The on going spat between the government and the opposition tells us that our elected leaders have not.
Where the issues and the disagreements should have been on the pay revision and tourism flagship programme for Zhemgang, concerns that matter to the people, the debate has whipped up politics and personal attacks. Where the people expect changes and decisions to be based on reason, they are today subjected to witness the theatrics of impulses and arguments of the lowest order.
Insinuating political discrimination based on how and who the people voted for to explain the change in policies is despicable, especially when it comes from the opposition, whose members have been representing the people since the country’s transition to democracy.
For the government that espoused change and spoke about healing the wounds left behind by the campaigns, retorting with personal attacks and questioning the choice of the people of Zhemgang is both deplorable and vicious.
We are not proud of the discourse the people’s representatives are indulging in. A passive opposition insinuates political discrimination and the government, which remained silent on the GLOF threat from Thorthomi when the whole country was abuzz with it, calls an adhoc press conference to rebut the opposition’s accusations. It is becoming clear that the claims of reconciliation and the two working together are mere political gimmicks.
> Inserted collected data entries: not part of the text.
// SPDX-License-Identifier: MPL-2.0
//! Collapsible source panel.
//!
//! The panel keeps a boolean fold flag and, after every change, applies a
//! height style derived from the measured content height: `0px` when folded,
//! the measured height when expanded. The style is applied once on mount
//! (collapsed by default even though the content has a nonzero height) and
//! again each time the flag flips.
//!
//! Measurement happens when the style is applied. Expanding before the
//! content is mounted therefore yields `0px`.

use crate::config::FOLD_TRANSITION_MS;
use crate::ui::state::Transition;
use std::fmt;
use std::time::{Duration, Instant};

/// The measured content of a panel.
#[derive(Debug, Clone, Copy, PartialEq, Default)]
pub struct ContentNode {
    height: Option<f32>,
}

impl ContentNode {
    /// A node that has not been laid out yet.
    #[must_use]
    pub fn unmounted() -> Self {
        Self { height: None }
    }

    #[must_use]
    pub fn is_mounted(&self) -> bool {
        self.height.is_some()
    }

    /// Reads the content height; `0.0` if not mounted.
    #[must_use]
    pub fn measure(&self) -> f32 {
        self.height.unwrap_or(0.0)
    }

    fn set(&mut self, height: f32) {
        self.height = Some(height.max(0.0));
    }
}

/// A pixel height style, displayed as e.g. `240px`.
#[derive(Debug, Clone, Copy, PartialEq)]
pub struct HeightStyle(f32);

impl HeightStyle {
    #[must_use]
    pub fn px(value: f32) -> Self {
        Self(value)
    }

    #[must_use]
    pub fn pixels(self) -> f32 {
        self.0
    }
}

impl fmt::Display for HeightStyle {
    fn fmt(&self, f: &mut fmt::Formatter<'_>) -> fmt::Result {
        write!(f, "{}px", self.0)
    }
}

#[derive(Debug, Clone)]
pub struct CollapsiblePanel {
    folded: bool,
    content: ContentNode,
    style: Option<HeightStyle>,
    transition: Option<Transition>,
}

impl CollapsiblePanel {
    #[must_use]
    pub fn new(folded: bool) -> Self {
        Self {
            folded,
            content: ContentNode::unmounted(),
            style: None,
            transition: None,
        }
    }

    #[must_use]
    pub fn is_folded(&self) -> bool {
        self.folded
    }

    /// Live content height, `0.0` before mount.
    #[must_use]
    pub fn measured_height(&self) -> f32 {
        self.content.measure()
    }

    #[must_use]
    pub fn content(&self) -> ContentNode {
        self.content
    }

    /// Mounts the content with its laid-out height and applies the current
    /// fold state without animating.
    pub fn mount(&mut self, height: f32, now: Instant) {
        self.content.set(height);
        let style = self.apply();
        self.transition = Some(Transition::settled(style.pixels(), now));
    }

    /// Records a new content height. An expanded panel follows it at once.
    pub fn remeasure(&mut self, height: f32, now: Instant) {
        self.content.set(height);
        if !self.folded {
            let style = self.apply();
            self.transition = Some(Transition::settled(style.pixels(), now));
        }
    }

    /// Sets the fold flag. The height effect only runs on an actual change.
    ///
    /// Returns whether the flag changed.
    pub fn set_folded(&mut self, folded: bool, now: Instant) -> bool {
        if self.folded == folded {
            return false;
        }
        self.folded = folded;

        let previous = self.displayed_height(now).unwrap_or(0.0);
        let style = self.apply();
        let duration = Duration::from_millis(FOLD_TRANSITION_MS);
        self.transition = Some(
            self.transition
                .unwrap_or_else(|| Transition::settled(previous, now))
                .retarget(style.pixels(), now, duration),
        );

        tracing::debug!(folded, height = %style, "source panel fold changed");
        true
    }

    /// Flips the fold flag.
    pub fn toggle(&mut self, now: Instant) {
        self.set_folded(!self.folded, now);
    }

    /// The applied height style; `None` until the first effect has run.
    #[must_use]
    pub fn height_style(&self) -> Option<HeightStyle> {
        self.style
    }

    /// Height to render at `now`, eased towards the applied style.
    #[must_use]
    pub fn displayed_height(&self, now: Instant) -> Option<f32> {
        self.transition.map(|transition| transition.value(now))
    }

    /// Whether the height is still moving.
    #[must_use]
    pub fn is_animating(&self, now: Instant) -> bool {
        self.transition
            .is_some_and(|transition| !transition.is_finished(now))
    }

    fn apply(&mut self) -> HeightStyle {
        let style = if self.folded {
            HeightStyle::px(0.0)
        } else {
            HeightStyle::px(self.content.measure())
        };
        self.style = Some(style);
        style
    }
}

impl Default for CollapsiblePanel {
    fn default() -> Self {
        Self::new(crate::config::DEFAULT_START_FOLDED)
    }
}
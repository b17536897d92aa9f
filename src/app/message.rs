// SPDX-License-Identifier: MPL-2.0
//! Top-level messages and runtime flags for the application.

use crate::ui::demo_preview::{self, Layout};
use std::time::Instant;

/// Top-level messages consumed by `App::update`. The variants forward
/// lower-level component messages while keeping a single update entrypoint.
#[derive(Debug, Clone)]
pub enum Message {
    /// A message for the demo block at this index.
    Demo(usize, demo_preview::Message),
    /// The window is up; live examples may mount.
    Mounted,
    /// Frame tick while toasts or panels are animating.
    Tick(Instant),
}

/// Runtime flags passed in from the CLI to tweak startup behavior.
#[derive(Debug, Default)]
pub struct Flags {
    /// Optional locale override in BCP-47 form (e.g. `zh-CN`, `en-US`).
    pub lang: Option<String>,
    /// Optional config directory override (for settings.toml).
    /// Takes precedence over `DEMO_PREVIEW_CONFIG_DIR` environment variable.
    pub config_dir: Option<String>,
    /// Optional directory of extra demo files.
    pub demo_dir: Option<String>,
    /// Optional layout override; takes precedence over the config file.
    pub layout: Option<Layout>,
}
The venting has resulted in diluting the issues at hand and the reasoning behind the decisions made. The opposition will continue to question the decisions but it will be the government of the day who is answerable to the people of its decisions. The check on the leaders is that, if they make the wrong decisions, and the gaps are too large, they will not last. For the government, the mandate of the people to govern should be good enough to prioritise its choices. Its responses should provide clarity, not confusions seething with personal attacks. It should respect, not ridicule the choice of the people. Our politicians should stop dividing the country and pitching the east with the west or the central with the south and aligning parts of the country with one or the other political party.
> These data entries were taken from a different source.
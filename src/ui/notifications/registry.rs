// SPDX-License-Identifier: MPL-2.0
//! Toast lifecycle management.
//!
//! The `ToastRegistry` owns every active toast, assigns each one a vertical
//! stacking offset when it is opened, arms its dismiss timer, and removes it
//! once its exit animation has finished. It is owned by the application root
//! and handed by `&mut` to whatever needs to raise a notification.

use super::schedule::DismissSchedule;
use super::toast::{Toast, ToastId};
use crate::ui::design_tokens::sizing::{TOAST_GAP, TOAST_HEIGHT};
use crate::ui::state::DismissDelay;
use std::time::Instant;

/// Vertical offset of the toast opened while `depth` others are active.
///
/// Offsets are assigned once; removing a toast leaves the others in place.
#[must_use]
pub fn stacking_offset(depth: usize) -> f32 {
    if depth == 0 {
        TOAST_GAP
    } else {
        let depth = depth as f32;
        (depth + 1.0) * TOAST_GAP + depth * TOAST_HEIGHT
    }
}

/// Ordered set of active toasts (insertion order is stacking order).
#[derive(Debug)]
pub struct ToastRegistry {
    active: Vec<Toast>,
    schedule: DismissSchedule,
    next_id: u64,
    dismiss_delay: DismissDelay,
    default_content: String,
}

impl ToastRegistry {
    /// Creates an empty registry using `default_content` for toasts opened
    /// without explicit text.
    #[must_use]
    pub fn new(default_content: impl Into<String>) -> Self {
        Self {
            active: Vec::new(),
            schedule: DismissSchedule::new(),
            next_id: 0,
            dismiss_delay: DismissDelay::default(),
            default_content: default_content.into(),
        }
    }

    /// Sets the delay between a toast appearing and starting to hide.
    #[must_use]
    pub fn with_dismiss_delay(mut self, delay: DismissDelay) -> Self {
        self.dismiss_delay = delay;
        self
    }

    #[must_use]
    pub fn default_content(&self) -> &str {
        &self.default_content
    }

    #[must_use]
    pub fn dismiss_delay(&self) -> DismissDelay {
        self.dismiss_delay
    }

    /// Opens a new toast at the bottom of the stack and shows it immediately.
    ///
    /// `None` uses the default content. The returned id can be ignored.
    pub fn open(&mut self, content: Option<String>, now: Instant) -> ToastId {
        let id = ToastId::from_raw(self.next_id);
        self.next_id += 1;

        let depth = self.active.len();
        let top_offset = stacking_offset(depth);
        let content = content.unwrap_or_else(|| self.default_content.clone());

        let mut toast = Toast::new(id, content, top_offset);
        toast.show(now);
        self.schedule
            .arm(id, now + self.dismiss_delay.as_duration());
        self.active.push(toast);

        tracing::debug!(id = id.raw(), depth, top_offset, "toast opened");
        id
    }

    /// Advances every toast to `now`.
    ///
    /// Fires due dismiss timers (`Visible → Hiding`) and then finishes every
    /// toast whose exit animation has completed. Returns the removed ids.
    pub fn tick(&mut self, now: Instant) -> Vec<ToastId> {
        for id in self.schedule.take_due(now) {
            if let Some(toast) = self.active.iter_mut().find(|t| t.id() == id) {
                if toast.hide(now) {
                    tracing::debug!(id = id.raw(), "toast hiding");
                }
            }
        }

        let finished: Vec<ToastId> = self
            .active
            .iter()
            .filter(|toast| toast.exit_finished(now))
            .map(Toast::id)
            .collect();

        finished
            .into_iter()
            .filter(|id| self.finish_exit(*id))
            .collect()
    }

    /// Exit animation finished: destroys the toast and removes it.
    ///
    /// Returns `true` if a hiding toast with this id was removed.
    pub fn finish_exit(&mut self, id: ToastId) -> bool {
        let Some(pos) = self.active.iter().position(|t| t.id() == id) else {
            return false;
        };
        if !self.active[pos].destroy() {
            return false;
        }
        self.active.remove(pos);
        self.schedule.cancel(id);
        tracing::debug!(id = id.raw(), remaining = self.active.len(), "toast removed");
        true
    }

    /// Removes every toast and cancels every pending timer.
    pub fn clear(&mut self) {
        self.active.clear();
        self.schedule.clear();
    }

    /// Returns the active toasts in stacking order.
    pub fn active(&self) -> impl Iterator<Item = &Toast> {
        self.active.iter()
    }

    #[must_use]
    pub fn get(&self, id: ToastId) -> Option<&Toast> {
        self.active.iter().find(|t| t.id() == id)
    }

    #[must_use]
    pub fn len(&self) -> usize {
        self.active.len()
    }

    #[must_use]
    pub fn is_empty(&self) -> bool {
        self.active.is_empty()
    }

    /// Whether ticks are still needed (something is visible or animating).
    #[must_use]
    pub fn has_pending_work(&self) -> bool {
        !self.active.is_empty()
    }

    /// Pending dismiss timers.
    #[must_use]
    pub fn schedule(&self) -> &DismissSchedule {
        &self.schedule
    }
}
// SPDX-License-Identifier: MPL-2.0
//! Demo block behavior: copying, folding and text fields.

use demo_preview::ui::demo_preview::{
    CollapsiblePanel, Demo, DemoPreviewBlock, Event, HeightStyle, Layout, Message, UpdateContext,
};
use demo_preview::ui::notifications::ToastRegistry;
use std::time::{Duration, Instant};

const SOURCE: &str = "<template>\n  <el-button>Default</el-button>\n</template>";

fn mounted_block(layout: Layout, now: Instant) -> DemoPreviewBlock {
    let mut block = DemoPreviewBlock::new(Demo::plain("button-basic", SOURCE), layout, true);
    block.mount(now);
    block
}

#[test]
fn copy_returns_raw_source_and_opens_one_toast() {
    let now = Instant::now();
    let mut toasts = ToastRegistry::new("Copied!");
    let mut block = mounted_block(Layout::Titled, now);

    let event = block.update(
        Message::Copy,
        UpdateContext {
            toasts: &mut toasts,
            now,
        },
    );

    assert_eq!(event, Event::CopyToClipboard(SOURCE.to_string()));
    assert_eq!(toasts.len(), 1);
    let toast = toasts.active().next().expect("one toast");
    assert_eq!(toast.content(), "Copied!");
    assert_eq!(toast.top_offset(), 10.0);
}

#[test]
fn panel_folds_between_measured_height_and_zero() {
    let start = Instant::now();
    let mut panel = CollapsiblePanel::new(true);
    panel.mount(240.0, start);
    assert_eq!(panel.height_style(), Some(HeightStyle::px(0.0)));

    assert!(panel.set_folded(false, start));
    assert_eq!(panel.height_style().map(|s| s.to_string()).as_deref(), Some("240px"));

    let settled = start + Duration::from_secs(1);
    assert_eq!(panel.displayed_height(settled), Some(240.0));

    assert!(panel.set_folded(true, settled));
    assert_eq!(panel.height_style().map(|s| s.to_string()).as_deref(), Some("0px"));
    assert!(!panel.set_folded(true, settled));
}

#[test]
fn expanding_before_mount_measures_zero() {
    let now = Instant::now();
    let mut panel = CollapsiblePanel::new(true);
    panel.set_folded(false, now);
    assert_eq!(panel.height_style(), Some(HeightStyle::px(0.0)));
}

#[test]
fn block_fold_messages_drive_its_panel() {
    let now = Instant::now();
    let mut toasts = ToastRegistry::new("Copied!");
    let mut block = mounted_block(Layout::Header, now);
    let expanded = block.demo().markup.measured_height();

    let event = block.update(
        Message::ToggleFold,
        UpdateContext {
            toasts: &mut toasts,
            now,
        },
    );
    assert_eq!(event, Event::None);
    assert!(!block.panel().is_folded());
    assert_eq!(block.panel().height_style(), Some(HeightStyle::px(expanded)));
    assert!(toasts.is_empty());
}

#[test]
fn text_fields_per_layout() {
    let now = Instant::now();
    let mut demo = Demo::plain("button-basic", SOURCE);
    demo.title = Some(String::new());
    demo.description = None;

    let mut block = DemoPreviewBlock::new(demo.clone(), Layout::Titled, true);
    block.mount(now);
    let text = block.text("Default title", "Default description");
    assert_eq!(text.title, None);
    assert_eq!(text.description, Some("Default description"));
    assert!(text.split_line);

    let minimal = DemoPreviewBlock::new(demo.clone(), Layout::Minimal, true);
    let text = minimal.text("Default title", "Default description");
    assert_eq!((text.title, text.description), (None, None));
    assert!(text.split_line);

    let header = DemoPreviewBlock::new(demo, Layout::Header, true);
    let text = header.text("Default title", "Default description");
    assert_eq!(text.description, Some("Default description"));
    assert!(!text.split_line);
}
What has become critical for our political leadership is to see the bigger picture as a nation, not as political parties that come in for only five years. Comparing itself to the past governments is akin to the comparisons being made between those who are getting a higher raise and those professions that aren’t.
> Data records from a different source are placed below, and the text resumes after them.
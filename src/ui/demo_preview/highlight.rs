// SPDX-License-Identifier: MPL-2.0
//! Highlighted source markup.
//!
//! Demo files ship source that an external highlighter already turned into
//! markup of the form:
//!
//! ```text
//! <pre class="shiki"><code><span class="line"><span style="color:#D73A49">const</span> …</span>
//! <span class="line">…</span></code></pre>
//! ```
//!
//! This module reads that markup into lines of colored segments that the
//! view renders as rich text. Inline styles may carry a single `color` or
//! dual-theme `--shiki-light` / `--shiki-dark` variables.
//!
//! Besides the XML entities and character references, the HTML named
//! entities highlighters commonly emit (`&nbsp;`, typographic quotes and
//! dashes) are resolved. Any other named entity makes the strict parse fail
//! and is kept literally by the plain-text fallback.

use crate::error::DecodeError;
use crate::ui::design_tokens::sizing::{CODE_LINE_HEIGHT, CODE_PADDING};
use iced::Color;
use quick_xml::events::{BytesStart, Event};
use quick_xml::Reader;

/// A run of text sharing one color.
#[derive(Debug, Clone, PartialEq)]
pub struct Segment {
    pub text: String,
    pub light: Option<Color>,
    pub dark: Option<Color>,
}

impl Segment {
    /// Color for the active theme, if the highlighter set one.
    #[must_use]
    pub fn color(&self, dark_theme: bool) -> Option<Color> {
        if dark_theme {
            self.dark.or(self.light)
        } else {
            self.light.or(self.dark)
        }
    }
}

#[derive(Debug, Clone, PartialEq, Default)]
pub struct SourceLine {
    pub segments: Vec<Segment>,
}

impl SourceLine {
    #[must_use]
    pub fn text(&self) -> String {
        self.segments.iter().map(|s| s.text.as_str()).collect()
    }
}

/// Parsed highlighted source.
#[derive(Debug, Clone, PartialEq, Default)]
pub struct SourceMarkup {
    lines: Vec<SourceLine>,
    highlighted: bool,
}

#[derive(Debug, Clone, Copy, Default)]
struct SpanColor {
    light: Option<Color>,
    dark: Option<Color>,
}

impl SourceMarkup {
    /// Parses highlighter output, falling back to tag-stripped plain text
    /// when the markup is not well formed.
    #[must_use]
    pub fn parse(html: &str) -> Self {
        match Self::try_parse(html) {
            Ok(markup) => markup,
            Err(err) => {
                tracing::warn!(error = %err, "highlighted markup unreadable, showing plain text");
                Self::plain(&strip_tags(html))
            }
        }
    }

    /// Strict parse of highlighter output.
    pub fn try_parse(html: &str) -> Result<Self, DecodeError> {
        let mut reader = Reader::from_str(html);
        reader.config_mut().trim_text(false);

        let mut lines = Vec::new();
        let mut current = SourceLine::default();
        let mut colors: Vec<SpanColor> = Vec::new();
        let mut highlighted = false;

        loop {
            match reader.read_event()? {
                Event::Start(tag) => {
                    if tag.name().as_ref() == b"span" {
                        let color = span_color(&tag)?;
                        highlighted |= color.light.is_some() || color.dark.is_some();
                        let inherited = colors.last().copied().unwrap_or_default();
                        colors.push(SpanColor {
                            light: color.light.or(inherited.light),
                            dark: color.dark.or(inherited.dark),
                        });
                    }
                }
                Event::End(tag) => {
                    if tag.name().as_ref() == b"span" {
                        colors.pop();
                    }
                }
                Event::Empty(tag) => {
                    if tag.name().as_ref() == b"br" {
                        lines.push(std::mem::take(&mut current));
                    }
                }
                Event::Text(text) => {
                    let text = text.unescape_with(resolve_entity)?;
                    let color = colors.last().copied().unwrap_or_default();
                    for (i, part) in text.split('\n').enumerate() {
                        if i > 0 {
                            lines.push(std::mem::take(&mut current));
                        }
                        if !part.is_empty() {
                            push_segment(&mut current, part, color);
                        }
                    }
                }
                Event::CData(data) => {
                    let text = String::from_utf8_lossy(&data).into_owned();
                    push_segment(&mut current, &text, SpanColor::default());
                }
                Event::Eof => break,
                _ => {}
            }
        }

        if !current.segments.is_empty() {
            lines.push(current);
        }
        while lines.last().is_some_and(|line| line.segments.is_empty()) {
            lines.pop();
        }

        Ok(Self { lines, highlighted })
    }

    /// Uncolored markup from plain source text.
    #[must_use]
    pub fn plain(source: &str) -> Self {
        let lines = source
            .trim_end_matches('\n')
            .split('\n')
            .map(|line| SourceLine {
                segments: if line.is_empty() {
                    Vec::new()
                } else {
                    vec![Segment {
                        text: line.to_string(),
                        light: None,
                        dark: None,
                    }]
                },
            })
            .collect();
        Self {
            lines,
            highlighted: false,
        }
    }

    #[must_use]
    pub fn lines(&self) -> &[SourceLine] {
        &self.lines
    }

    #[must_use]
    pub fn line_count(&self) -> usize {
        self.lines.len()
    }

    /// Whether any segment carries a highlighter color.
    #[must_use]
    pub fn is_highlighted(&self) -> bool {
        self.highlighted
    }

    /// The text content without colors, lines joined by `\n`.
    #[must_use]
    pub fn plain_text(&self) -> String {
        self.lines
            .iter()
            .map(SourceLine::text)
            .collect::<Vec<_>>()
            .join("\n")
    }

    /// Laid-out height of the rendered source block.
    #[must_use]
    pub fn measured_height(&self) -> f32 {
        self.lines.len() as f32 * CODE_LINE_HEIGHT + 2.0 * CODE_PADDING
    }
}

fn push_segment(line: &mut SourceLine, text: &str, color: SpanColor) {
    if let Some(last) = line.segments.last_mut() {
        if last.light == color.light && last.dark == color.dark {
            last.text.push_str(text);
            return;
        }
    }
    line.segments.push(Segment {
        text: text.to_string(),
        light: color.light,
        dark: color.dark,
    });
}

fn span_color(tag: &BytesStart<'_>) -> Result<SpanColor, DecodeError> {
    let style = tag
        .try_get_attribute("style")
        .map_err(|err| DecodeError::Markup(err.to_string()))?;
    let Some(style) = style else {
        return Ok(SpanColor::default());
    };
    let style = style.unescape_value_with(resolve_entity)?;
    Ok(parse_style(&style))
}

/// Reads the color declarations of an inline style.
fn parse_style(style: &str) -> SpanColor {
    let mut color = SpanColor::default();
    for declaration in style.split(';') {
        let Some((property, value)) = declaration.split_once(':') else {
            continue;
        };
        let parsed = value.trim().parse::<Color>().ok();
        match property.trim().to_ascii_lowercase().as_str() {
            "color" | "--shiki-light" => color.light = parsed.or(color.light),
            "--shiki-dark" => color.dark = parsed.or(color.dark),
            _ => {}
        }
    }
    color
}

/// Drops every `<…>` tag and resolves entities where possible.
fn strip_tags(html: &str) -> String {
    let mut text = String::with_capacity(html.len());
    let mut in_tag = false;
    for ch in html.chars() {
        match ch {
            '<' => in_tag = true,
            '>' if in_tag => in_tag = false,
            _ if !in_tag => text.push(ch),
            _ => {}
        }
    }
    match quick_xml::escape::unescape_with(&text, resolve_entity) {
        Ok(unescaped) => unescaped.into_owned(),
        Err(_) => text,
    }
}

/// XML entities plus the HTML ones found in highlighter output.
fn resolve_entity(name: &str) -> Option<&'static str> {
    Some(match name {
        "lt" => "<",
        "gt" => ">",
        "amp" => "&",
        "quot" => "\"",
        "apos" => "'",
        "nbsp" => "\u{a0}",
        "ensp" => "\u{2002}",
        "emsp" => "\u{2003}",
        "thinsp" => "\u{2009}",
        "ndash" => "–",
        "mdash" => "—",
        "lsquo" => "‘",
        "rsquo" => "’",
        "ldquo" => "“",
        "rdquo" => "”",
        "hellip" => "…",
        "middot" => "·",
        "times" => "×",
        "copy" => "©",
        "reg" => "®",
        "trade" => "™",
        _ => return None,
    })
}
It would be naïve to assume that politics is not inherent in the decisions that politicians make. What this calls for is for the society to ask bigger questions. It is time we question the purpose of pay revision, its politicisation and thereof the civil service, and debate the rationale for higher raise to clinical health personnel and teachers. It is time to question how and why Zhemgang remained on the blind spot of policy makers for decades and not just its inclusion or exclusion from a tourism programme. It is time elected leaders understand that the people deserve better.